## [PROBLEM]
Print all the entries exactly.

Segment Start: DATA RECORDS

//! Configuration types for Stubnet

use hyper::header::HeaderName;
use serde::{Deserialize, Serialize};

use crate::{Result, StubnetError};

/// Default name of the reserved header carrying the session marker
pub const DEFAULT_SESSION_HEADER: &str = "stubnet-session-id";

/// Default maximum number of concurrent sessions
pub const DEFAULT_MAX_SESSIONS: usize = 1024;

/// Main configuration
#[derive(Debug, Clone, Serialize, Deserialize)]
pub struct Config {
    /// Name of the reserved header used to stamp the session id onto
    /// outgoing requests
    #[serde(default = "default_session_header")]
    pub session_header: String,
    /// Maximum number of concurrent sessions
    #[serde(default = "default_max_sessions")]
    pub max_sessions: usize,
}

fn default_session_header() -> String {
    DEFAULT_SESSION_HEADER.to_string()
}

fn default_max_sessions() -> usize {
    DEFAULT_MAX_SESSIONS
}

impl Default for Config {
    fn default() -> Self {
        Self {
            session_header: default_session_header(),
            max_sessions: default_max_sessions(),
        }
    }
}

impl Config {
    /// Validate configuration
    ///
    /// # Errors
    ///
    /// Returns error if configuration is invalid
    pub fn validate(&self) -> Result<()> {
        self.session_header_name()?;

        if self.max_sessions == 0 {
            return Err(StubnetError::ConfigError(
                "max_sessions cannot be 0".to_string(),
            ));
        }

        Ok(())
    }

    /// Parse the configured session header name
    ///
    /// # Errors
    ///
    /// Returns error if the name is not a valid HTTP header name
    pub fn session_header_name(&self) -> Result<HeaderName> {
        self.session_header.parse::<HeaderName>().map_err(|e| {
            StubnetError::ConfigError(format!(
                "invalid session header name '{}': {e}",
                self.session_header
            ))
        })
    }
}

Segment End: DATA RECORDS

## [WRITTEN RESPONSE]
//! Configuration types for Stubnet

use hyper::header::HeaderName;
use serde::{Deserialize, Serialize};

use crate::{Result, StubnetError};

/// Default name of the reserved header carrying the session marker
pub const DEFAULT_SESSION_HEADER: &str = "stubnet-session-id";

/// Default maximum number of concurrent sessions
pub const DEFAULT_MAX_SESSIONS: usize = 1024;

/// Main configuration
#[derive(Debug, Clone, Serialize, Deserialize)]
pub struct Config {
    /// Name of the reserved header used to stamp the session id onto
    /// outgoing requests
    #[serde(default = "default_session_header")]
    pub session_header: String,
    /// Maximum number of concurrent sessions
    #[serde(default = "default_max_sessions")]
    pub max_sessions: usize,
}

fn default_session_header() -> String {
    DEFAULT_SESSION_HEADER.to_string()
}

fn default_max_sessions() -> usize {
    DEFAULT_MAX_SESSIONS
}

impl Default for Config {
    fn default() -> Self {
        Self {
            session_header: default_session_header(),
            max_sessions: default_max_sessions(),
        }
    }
}

impl Config {
    /// Validate configuration
    ///
    /// # Errors
    ///
    /// Returns error if configuration is invalid
    pub fn validate(&self) -> Result<()> {
        self.session_header_name()?;

        if self.max_sessions == 0 {
            return Err(StubnetError::ConfigError(
                "max_sessions cannot be 0".to_string(),
            ));
        }

        Ok(())
    }

    /// Parse the configured session header name
    ///
    /// # Errors
    ///
    /// Returns error if the name is not a valid HTTP header name
    pub fn session_header_name(&self) -> Result<HeaderName> {
        self.session_header.parse::<HeaderName>().map_err(|e| {
            StubnetError::ConfigError(format!(
                "invalid session header name '{}': {e}",
                self.session_header
            ))
        })
    }
}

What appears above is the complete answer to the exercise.